**Exercise:** Within the entries below, find the lines that hold "adapter" and report only how many there are.

(Stored data)
------
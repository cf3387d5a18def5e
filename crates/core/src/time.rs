//! Time model: half-open interval overlap and the Monday-first day-of-week
//! convention.
//!
//! Every caller that converts a picked calendar date into a recurring weekly
//! slot must go through [`day_of_week_from_date`]; it is the single source of
//! truth for the `0 = Monday .. 6 = Sunday` convention.

use chrono::{Datelike, NaiveDate, NaiveTime};

/// Returns true iff the half-open intervals `[a_start, a_end)` and
/// `[b_start, b_end)` overlap. Touching endpoints (one slot ending exactly
/// when the next starts) do not count as overlap.
pub fn overlaps(
    a_start: NaiveTime,
    a_end: NaiveTime,
    b_start: NaiveTime,
    b_end: NaiveTime,
) -> bool {
    a_start < b_end && b_start < a_end
}

/// Converts a calendar date to its recurring weekly slot, Monday-first:
/// `(calendar_weekday + 6) mod 7` where calendar weekday is 0 = Sunday.
pub fn day_of_week_from_date(date: NaiveDate) -> u8 {
    ((date.weekday().num_days_from_sunday() + 6) % 7) as u8
}

/// Parses a time-of-day as either `HH:MM` or `HH:MM:SS`. The HTML time
/// inputs upstream submit `HH:MM`; the database hands back `HH:MM:SS`.
pub fn parse_time(raw: &str) -> Option<NaiveTime> {
    NaiveTime::parse_from_str(raw, "%H:%M:%S")
        .or_else(|_| NaiveTime::parse_from_str(raw, "%H:%M"))
        .ok()
}

/// Serde adapter for required time-of-day fields: serializes as `HH:MM:SS`,
/// accepts `HH:MM` or `HH:MM:SS`.
pub mod time_format {
    use chrono::NaiveTime;
    use serde::{de, Deserialize, Deserializer, Serializer};

    pub fn serialize<S: Serializer>(time: &NaiveTime, serializer: S) -> Result<S::Ok, S::Error> {
        serializer.serialize_str(&time.format("%H:%M:%S").to_string())
    }

    pub fn deserialize<'de, D: Deserializer<'de>>(deserializer: D) -> Result<NaiveTime, D::Error> {
        let raw = String::deserialize(deserializer)?;
        super::parse_time(&raw)
            .ok_or_else(|| de::Error::custom(format!("invalid time of day: {raw}")))
    }
}

/// Serde adapter for optional time-of-day fields (patch requests).
pub mod opt_time_format {
    use chrono::NaiveTime;
    use serde::{de, Deserialize, Deserializer, Serializer};

    pub fn serialize<S: Serializer>(
        time: &Option<NaiveTime>,
        serializer: S,
    ) -> Result<S::Ok, S::Error> {
        match time {
            Some(time) => super::time_format::serialize(time, serializer),
            None => serializer.serialize_none(),
        }
    }

    pub fn deserialize<'de, D: Deserializer<'de>>(
        deserializer: D,
    ) -> Result<Option<NaiveTime>, D::Error> {
        match Option::<String>::deserialize(deserializer)? {
            Some(raw) => super::parse_time(&raw)
                .map(Some)
                .ok_or_else(|| de::Error::custom(format!("invalid time of day: {raw}"))),
            None => Ok(None),
        }
    }
}
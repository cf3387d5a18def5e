use chrono::{NaiveDate, NaiveTime, Utc};
use pretty_assertions::assert_eq;
use rstest::rstest;
use serde_json::{from_str, from_value, json, to_string, to_value};
use timetable_core::errors::TimetableError;
use timetable_core::models::{
    booking::{BookAuditoriumRequest, BookingStatus},
    classroom::{Classroom, CreateClassroomRequest, RoomType},
    entry::{CreateEntryRequest, RescheduleRequest, TimetableEntry, UpdateEntryRequest},
    notification::ChangeKind,
};
use uuid::Uuid;

fn t(h: u32, m: u32) -> NaiveTime {
    NaiveTime::from_hms_opt(h, m, 0).unwrap()
}

#[test]
fn test_entry_serialization_roundtrip() {
    let now = Utc::now();
    let entry = TimetableEntry {
        id: Uuid::new_v4(),
        subject: "Data Structures".to_string(),
        department_id: Uuid::new_v4(),
        batch: "2025".to_string(),
        professor_id: Uuid::new_v4(),
        classroom_id: Uuid::new_v4(),
        day_of_week: 2,
        start_time: t(9, 0),
        end_time: t(9, 55),
        created_at: now,
        updated_at: now,
    };

    let json = to_string(&entry).expect("Failed to serialize entry");
    assert!(json.contains("\"09:00:00\""));
    assert!(json.contains("\"09:55:00\""));

    let deserialized: TimetableEntry = from_str(&json).expect("Failed to deserialize entry");
    assert_eq!(deserialized, entry);
}

#[test]
fn test_create_request_accepts_short_times() {
    let value = json!({
        "subject": "Algorithms",
        "department_id": Uuid::new_v4(),
        "batch": "2026",
        "professor_id": Uuid::new_v4(),
        "classroom_id": Uuid::new_v4(),
        "date": "2025-09-01",
        "start_time": "10:00",
        "end_time": "10:55",
    });

    let request: CreateEntryRequest = from_value(value).expect("Failed to deserialize request");
    assert_eq!(request.start_time, t(10, 0));
    assert_eq!(request.end_time, t(10, 55));
    assert_eq!(
        request.date,
        NaiveDate::from_ymd_opt(2025, 9, 1).unwrap()
    );
    assert!(request.validate().is_ok());
}

#[rstest]
#[case("", "2025")] // blank subject
#[case("   ", "2025")] // whitespace subject
#[case("Algorithms", "")] // blank batch
fn test_create_request_rejects_blank_fields(#[case] subject: &str, #[case] batch: &str) {
    let request = CreateEntryRequest {
        subject: subject.to_string(),
        department_id: Uuid::new_v4(),
        batch: batch.to_string(),
        professor_id: Uuid::new_v4(),
        classroom_id: Uuid::new_v4(),
        date: NaiveDate::from_ymd_opt(2025, 9, 1).unwrap(),
        start_time: t(9, 0),
        end_time: t(10, 0),
    };

    assert!(matches!(
        request.validate(),
        Err(TimetableError::Validation(_))
    ));
}

#[test]
fn test_create_request_rejects_inverted_times() {
    let request = CreateEntryRequest {
        subject: "Algorithms".to_string(),
        department_id: Uuid::new_v4(),
        batch: "2025".to_string(),
        professor_id: Uuid::new_v4(),
        classroom_id: Uuid::new_v4(),
        date: NaiveDate::from_ymd_opt(2025, 9, 1).unwrap(),
        start_time: t(10, 0),
        end_time: t(9, 30),
    };

    assert!(matches!(
        request.validate(),
        Err(TimetableError::Validation(_))
    ));
}

#[test]
fn test_update_request_partial_deserialization() {
    let request: UpdateEntryRequest =
        from_str(r#"{"start_time": "11:00"}"#).expect("Failed to deserialize patch");

    assert_eq!(request.start_time, Some(t(11, 0)));
    assert_eq!(request.end_time, None);
    assert_eq!(request.classroom_id, None);
    assert_eq!(request.day_of_week, None);
    assert!(!request.is_empty());

    let empty: UpdateEntryRequest = from_str("{}").expect("Failed to deserialize empty patch");
    assert!(empty.is_empty());
}

#[test]
fn test_reschedule_request_empty_body_is_flagged() {
    // An empty body deserializes with every field absent and must be
    // detectable, so the reschedule endpoint can reject it instead of
    // silently rewriting the identical slot.
    let empty: RescheduleRequest = from_str("{}").expect("Failed to deserialize empty body");
    assert!(empty.is_empty());
    assert_eq!(empty.date, None);
    assert_eq!(empty.start_time, None);
    assert_eq!(empty.end_time, None);
    assert_eq!(empty.classroom_id, None);

    let partial: RescheduleRequest =
        from_str(r#"{"start_time": "10:00"}"#).expect("Failed to deserialize partial body");
    assert!(!partial.is_empty());
}

#[test]
fn test_reschedule_request_defaults() {
    let request: RescheduleRequest =
        from_str(r#"{"date": "2025-09-03", "classroom_id": null}"#)
            .expect("Failed to deserialize reschedule");

    assert_eq!(
        request.date,
        Some(NaiveDate::from_ymd_opt(2025, 9, 3).unwrap())
    );
    assert_eq!(request.start_time, None);
    assert_eq!(request.classroom_id, None);
}

#[rstest]
#[case(RoomType::Classroom, "classroom")]
#[case(RoomType::Auditorium, "auditorium")]
#[case(RoomType::Lab, "lab")]
fn test_room_type_serde_lowercase(#[case] room_type: RoomType, #[case] expected: &str) {
    assert_eq!(to_value(room_type).unwrap(), json!(expected));
    assert_eq!(room_type.as_str(), expected);
    assert_eq!(expected.parse::<RoomType>().unwrap(), room_type);
}

#[test]
fn test_room_type_rejects_unknown() {
    assert!("lecture-hall".parse::<RoomType>().is_err());
    assert!(from_value::<RoomType>(json!("hall")).is_err());
}

#[test]
fn test_create_classroom_defaults_to_classroom() {
    let request: CreateClassroomRequest =
        from_str(r#"{"room_no": "R101"}"#).expect("Failed to deserialize classroom");

    assert_eq!(request.room_type, RoomType::Classroom);
    assert_eq!(request.capacity, None);
}

#[test]
fn test_classroom_serialization() {
    let classroom = Classroom {
        id: Uuid::new_v4(),
        room_no: "AUD-1".to_string(),
        capacity: Some(400),
        room_type: RoomType::Auditorium,
    };

    let json = to_string(&classroom).expect("Failed to serialize classroom");
    let deserialized: Classroom = from_str(&json).expect("Failed to deserialize classroom");
    assert_eq!(deserialized, classroom);
}

#[test]
fn test_booking_request_validation() {
    let mut request = BookAuditoriumRequest {
        classroom_id: Uuid::new_v4(),
        event_name: "Orientation".to_string(),
        booking_date: NaiveDate::from_ymd_opt(2025, 9, 1).unwrap(),
        start_time: t(14, 0),
        end_time: t(17, 0),
    };
    assert!(request.validate().is_ok());

    request.event_name = " ".to_string();
    assert!(matches!(
        request.validate(),
        Err(TimetableError::Validation(_))
    ));
}

#[test]
fn test_booking_status_parse() {
    assert_eq!(
        "confirmed".parse::<BookingStatus>().unwrap(),
        BookingStatus::Confirmed
    );
    assert_eq!(
        "cancelled".parse::<BookingStatus>().unwrap(),
        BookingStatus::Cancelled
    );
    assert!("pending".parse::<BookingStatus>().is_err());
}

#[test]
fn test_change_kind_messages() {
    assert_eq!(ChangeKind::Created.title(), "New Class Added");
    assert_eq!(ChangeKind::Updated.title(), "Class Rescheduled");
    assert_eq!(ChangeKind::Deleted.title(), "Class Removed");

    assert_eq!(
        ChangeKind::Updated.content("DBMS"),
        "Class DBMS has been rescheduled."
    );
    assert_eq!(ChangeKind::Created.notification_type(), "timetable_created");
}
------
**Exercise solution:** 2